Cuando le di mi vieja guitarra a un chico con grandes sueños, no me di cuenta de que revelaría profundas cicatrices familiares que no esperaba. Pronto, me encontré frente a una elección que cambiaría todo para ambos. Todas las noches, me sentaba en mi porche con mi vieja Gibson Les Paul, moviendo los dedos sobre las cuerdas, trayendo viejos recuerdos a la vida. Esa guitarra era todo lo que me quedaba de mi tienda de música, que alguna vez sentí como el centro de mi mundo. Cuando cerré la tienda, fue como si hubiera guardado una parte de mí, dejando solo esta guitarra para recordarme los días en que la música lo era todo.

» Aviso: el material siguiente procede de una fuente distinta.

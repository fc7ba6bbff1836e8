use std::time::Duration;

use anyhow::Result;
use async_trait::async_trait;
use rdkafka::message::OwnedMessage;

use crate::error::ConsumerError;
use crate::types::{Partition, PartitionOffset};

/// Backpressure capability handed to [`ConsumerHandler::on_process`].
///
/// This is the narrow slice of the consumer a handler is allowed to touch:
/// pausing fetches on specific partitions and scheduling their resume. The
/// consumer itself implements it; handlers never see the full consumer.
#[async_trait]
pub trait Sleeper: Send + Sync {
    /// Pause fetches on `partitions`, then resume them after `delay` from a
    /// background task. An empty partition list is a no-op. Resume failures
    /// are logged, not propagated - only the initial pause can fail here.
    async fn sleep(&self, delay: Duration, partitions: &[Partition]) -> Result<(), ConsumerError>;
}

/// User-supplied callbacks driven by a consumer's event loop.
///
/// `on_process` and `on_error` carry the business logic and must be
/// implemented; the remaining notifications default to no-ops. All
/// callbacks run inline on the consumer's event-loop task - blocking here
/// stalls message delivery and starves the commit ticker.
#[async_trait]
pub trait ConsumerHandler: Send + Sync {
    /// Process one message. Returning an error terminates the worker and
    /// propagates out of its `start`.
    async fn on_process(&self, msg: &OwnedMessage, sleeper: &dyn Sleeper) -> Result<()>;

    /// Informational failure report. Never terminates the worker by itself.
    async fn on_error(&self, err: &ConsumerError);

    /// One call per partition per successful commit batch. `committed` is
    /// the number of messages the batch covered for this partition.
    async fn on_commit(&self, _topic: &str, _partition: i32, _offset: i64, _committed: usize) {}

    /// Invoked after a revoked partition set has been unassigned.
    async fn on_revoke(&self, _partitions: &[PartitionOffset]) {}

    /// Invoked after an assigned partition set has been applied.
    async fn on_rebalance(&self, _partitions: &[PartitionOffset]) {}
}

Una noche, mientras tocaba, noté a un niño parado junto a la cerca, mirándome atentamente. Tendría alrededor de once años, con una mirada de curiosidad mezclada con vacilación. Lo reconocí: Tommy, el chico de la puerta de al lado. Siempre estaba rondando por la casa o con su hermano mayor, Jason, que parecía estar criándolo pero con una severidad que dejaba poco espacio para la calidez. Dejé de tocar y le hice señas para que se acercara. Parecía inseguro, miró hacia su propia casa antes de acercarse, con los ojos fijos en la guitarra como si fuera algo mágico.

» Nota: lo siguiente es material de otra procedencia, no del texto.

use std::time::Duration;

use rdkafka::error::{KafkaError, KafkaResult};
use rdkafka::message::OwnedMessage;
use tokio::sync::mpsc;

use crate::types::{Partition, PartitionOffset};

/// The event stream carries one in-flight event at a time, mirroring the
/// unbuffered delivery of the underlying client's event channel.
pub const EVENT_CHANNEL_CAPACITY: usize = 1;

/// Everything the broker pushes at a consumer, as one tagged union.
#[derive(Debug)]
pub enum ReaderEvent {
    /// Group rebalance: this worker gained the listed partitions. Offsets
    /// are frequently `UNSET_OFFSET` and must be reconciled before assign.
    Assigned(Vec<PartitionOffset>),
    /// Group rebalance: this worker lost the listed partitions.
    Revoked(Vec<PartitionOffset>),
    Message(OwnedMessage),
    /// Reached the end of a partition (`enable.partition.eof`).
    PartitionEof(PartitionOffset),
    /// Commit report from the broker, with per-partition results.
    OffsetsCommitted {
        error: Option<KafkaError>,
        offsets: Vec<PartitionOffset>,
    },
    /// Informational client error; the client recovers on its own.
    Error(KafkaError),
}

/// Broker reader seam between the event loop and the Kafka client.
///
/// Control operations are synchronous, matching the underlying client;
/// events arrive over a channel taken once by the owning consumer. Each
/// reader belongs to exactly one consumer for its whole lifetime.
pub trait Reader: Send + Sync + 'static {
    /// Hand over the event stream. Returns `None` on every call after the
    /// first.
    fn take_events(&self) -> Option<mpsc::Receiver<ReaderEvent>>;

    fn subscribe(&self, topics: &[String]) -> KafkaResult<()>;

    fn unsubscribe(&self) -> KafkaResult<()>;

    /// Apply a partition assignment with explicit starting offsets.
    fn assign(&self, partitions: &[PartitionOffset]) -> KafkaResult<()>;

    fn unassign(&self) -> KafkaResult<()>;

    /// Fetch the broker's committed offsets for the given partitions.
    fn committed(
        &self,
        partitions: &[PartitionOffset],
        timeout: Duration,
    ) -> KafkaResult<Vec<PartitionOffset>>;

    /// Commit the given offsets synchronously; returns the committed set
    /// with any per-partition errors embedded.
    fn commit(&self, offsets: &[PartitionOffset]) -> KafkaResult<Vec<PartitionOffset>>;

    fn pause(&self, partitions: &[Partition]) -> KafkaResult<()>;

    fn resume(&self, partitions: &[Partition]) -> KafkaResult<()>;

    /// Probe broker metadata for a topic. Used after resume, which does not
    /// itself signal broker unavailability.
    fn fetch_metadata(&self, topic: &str, timeout: Duration) -> KafkaResult<()>;

    /// Tear down the connection to the broker. Idempotent.
    fn close(&self) -> KafkaResult<()>;
}
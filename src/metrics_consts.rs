// ==== Consumer pool metrics ====

/// Counter for messages successfully processed by handlers
pub const MESSAGES_PROCESSED: &str = "kafka_consumer_pool_messages_processed_total";

/// Counter for offsets committed to the broker, one increment per partition per flush
pub const OFFSETS_COMMITTED: &str = "kafka_consumer_pool_offsets_committed_total";

/// Counter for rebalance events, labeled by operation (assign/revoke)
pub const REBALANCE_EVENTS: &str = "kafka_consumer_pool_rebalance_events_total";

/// Counter for informational broker errors the client recovered from
pub const BROKER_ERRORS: &str = "kafka_consumer_pool_broker_errors_total";

/// Counter for partitions paused through the sleep capability
pub const PARTITIONS_PAUSED: &str = "kafka_consumer_pool_partitions_paused_total";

“¿Te gusta la música?”, pregunté, señalando con la cabeza hacia la guitarra. “Sí, me gusta… siempre quise aprender”, murmuró. “Pero… Jason dice que debería concentrarme en el trabajo real, no perder el tiempo con ruido”. “La música no es un desperdicio”, respondí. “Es una forma de alejarse de las cosas, de ser uno mismo, aunque sea solo por un rato”. Me miró, sus ojos se iluminaron con una chispa de esperanza. “Solo si te lo tomas en serio”, dije, sosteniendo la guitarra hacia él. “Aprender requiere trabajo, pero si quieres intentarlo…”

Su rostro se iluminó y asintió, extendiendo las manos con cuidado. Sus dedos rozaban las cuerdas y me miró con una pequeña sonrisa. “Es… más difícil de lo que parece”, admitió. “Lo es al principio”, dije, riéndome. “Pero sigue practicando y lo lograrás. Ven mañana y comenzaremos”. Todas las noches, Tommy se arrastraba hasta mi porche y nos sentábamos juntos a la luz del atardecer, mientras los suaves rasgueos de la guitarra llenaban el espacio entre nosotros. Sus dedos vacilaban, rozando las cuerdas como si fueran algo frágil, pero podía sentir que debajo de esa timidez se escondía un verdadero talento.

No se trataba solo de la forma en que sostenía la guitarra, sino del brillo tranquilo en sus ojos cada vez que aprendía un nuevo acorde o lograba una transición suave. Nunca había visto a nadie, especialmente a un niño de su edad, tan dedicado. Entonces, una tarde, llegó con un frasco de vidrio apretado firmemente en sus manos, cuyo contenido tintineaba con cada paso. Lo sostuvo con orgullo. —Estoy ahorrando —declaró, con las mejillas un poco sonrojadas— para mi propia guitarra. Hay un concurso de talentos dentro de un mes. Si puedo conseguir una guitarra, puedo practicar y… tal vez pueda tocar algo allí.

Empezó a destapar el frasco. Lentamente, con cuidado, vertió un montón de monedas y unos cuantos billetes de dólar arrugados en el escalón que teníamos delante. Se me encogió el corazón al verlo contar, sus pequeños dedos enderezaban cada billete y apilaban las monedas en pequeños montones. —Cuarenta dólares —dijo finalmente, levantando la vista, con los ojos muy abiertos por la expectativa y el orgullo—. No es suficiente, lo sé, pero seguiré ahorrando. Tal vez el mes que viene tenga suficiente.